D. If we initialize all the parameters of a neural network to ones instead of zeros, this will suffice for the purpose of "symmetry breaking" because the parameters are no longer symmetrically equal to zero.

E. If we are training a neural network using gradient descent, one reasonable "debugging" step to make sure it is working is to plot $J(\Theta)$ as a function of the number of iterations, and make sure it is decreasing (or at least non-increasing) after each iteration.

F. Suppose we have a correct implementation of backpropagation, and are training a neural network using gradient descent. Suppose we plot $J(\Theta)$ as a function of the number of iterations, and find that it is increasing rather than decreasing. One possible cause of this is that the learning rate $\alpha$ is too large.

G. Suppose that the parameter $\Theta^{(1)}$ is a square matrix (meaning the number of rows equals the number of columns). If we replace $\Theta^{(1)}$ with its transpose $(\Theta^{(1)})^T$ , then we have not changed the function that the network is computing.

H. Suppose we are using gradient descent with learning rate $\alpha$ . For logistic regression and linear regression, $J(\Theta)$ was a convex optimization problem and thus we did not want to choose a learning rate $\alpha$ that is too large.
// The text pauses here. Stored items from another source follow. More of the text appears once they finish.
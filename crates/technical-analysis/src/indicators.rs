use std::collections::BTreeMap;

use serde::{Deserialize, Serialize};

/// Standard EMA smoothing factor (α = 2 / (period + 1)).
pub const DEFAULT_SMOOTHING: f64 = 2.0;

/// Periods tracked by the crossover strategy.
pub const FAST_PERIOD: usize = 5;
pub const MID_PERIOD: usize = 8;
pub const SLOW_PERIOD: usize = 22;
pub const STRATEGY_PERIODS: [usize; 3] = [FAST_PERIOD, MID_PERIOD, SLOW_PERIOD];

/// Simple Moving Average
pub fn sma(data: &[f64], period: usize) -> Vec<f64> {
    if period == 0 || data.len() < period {
        return vec![];
    }

    let mut result = Vec::with_capacity(data.len() - period + 1);
    for i in period - 1..data.len() {
        let sum: f64 = data[i + 1 - period..=i].iter().sum();
        result.push(sum / period as f64);
    }
    result
}

/// Exponential Moving Average series.
///
/// `data` must be oldest first. The first element is the SMA of the first
/// `period` prices; every later price `p` moves the average by
/// `(p - ema) * α`. The result has `data.len() - period + 1` elements, or
/// none when there is not enough history.
pub fn ema_with_smoothing(data: &[f64], period: usize, smoothing: f64) -> Vec<f64> {
    let seed = match sma(data, period).first() {
        Some(&seed) => seed,
        None => return vec![],
    };

    let multiplier = smoothing / (period as f64 + 1.0);
    let mut result = Vec::with_capacity(data.len() - period + 1);
    result.push(seed);

    let mut current = seed;
    for &price in &data[period..] {
        current = (price - current) * multiplier + current;
        result.push(current);
    }

    result
}

/// Exponential Moving Average series with the standard smoothing factor.
pub fn ema(data: &[f64], period: usize) -> Vec<f64> {
    ema_with_smoothing(data, period, DEFAULT_SMOOTHING)
}

/// Latest EMA value, or `None` when `prices` is shorter than `period`.
pub fn calculate_ema(prices: &[f64], period: usize) -> Option<f64> {
    calculate_ema_with_smoothing(prices, period, DEFAULT_SMOOTHING)
}

pub fn calculate_ema_with_smoothing(prices: &[f64], period: usize, smoothing: f64) -> Option<f64> {
    ema_with_smoothing(prices, period, smoothing).last().copied()
}

/// EMA sequence for one period.
#[derive(Debug, Clone, PartialEq, Serialize, Deserialize)]
pub struct EmaSeries {
    pub latest: f64,
    pub values: Vec<f64>,
}

/// EMA sequences for several periods over the same prices.
///
/// All or nothing: if the prices cannot seed the longest requested period,
/// no period gets a series.
pub fn calculate_ema_series(prices: &[f64], periods: &[usize]) -> BTreeMap<usize, EmaSeries> {
    let mut out = BTreeMap::new();

    let longest = match periods.iter().max() {
        Some(&p) if p > 0 => p,
        _ => return out,
    };
    if prices.len() < longest || periods.contains(&0) {
        return out;
    }

    for &period in periods {
        let values = ema(prices, period);
        if let Some(&latest) = values.last() {
            out.insert(period, EmaSeries { latest, values });
        }
    }

    out
}

/// The three strategy EMAs for one poll.
#[derive(Debug, Clone, PartialEq)]
pub struct StrategyEmas {
    pub ema5: EmaSeries,
    pub ema8: EmaSeries,
    pub ema22: EmaSeries,
}

impl StrategyEmas {
    /// Compute EMA-5/8/22, or `None` when history is too short for EMA-22.
    pub fn from_closes(closes: &[f64]) -> Option<Self> {
        let mut series = calculate_ema_series(closes, &STRATEGY_PERIODS);
        Some(Self {
            ema5: series.remove(&FAST_PERIOD)?,
            ema8: series.remove(&MID_PERIOD)?,
            ema22: series.remove(&SLOW_PERIOD)?,
        })
    }

    /// Latest values as `(ema5, ema8, ema22)`.
    pub fn latest(&self) -> (f64, f64, f64) {
        (self.ema5.latest, self.ema8.latest, self.ema22.latest)
    }
}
For a neural network however, $J(\Theta)$ may not be convex, and thus choosing a very large value of $\alpha$ can only speed up convergence.

A.一层的权重都是一样的数字不能打破对称。
B.迭代次数的越多，代价函数 $J(\Theta)$ 下降正确。
C.学习速率 $\alpha$ 太大会导致代价函数随着迭代次数的增加也增加正确。
D.权重全部为1也不能打破对称的。
E.保证 $J(\Theta)$ 随着迭代次数的增加而下降用以验证算法的正确。
F.同B。
G.矩阵的倒置一般不相等。
H.选择大的学习速率 $\alpha$ 会导致 $J(\Theta)$ 不收敛的。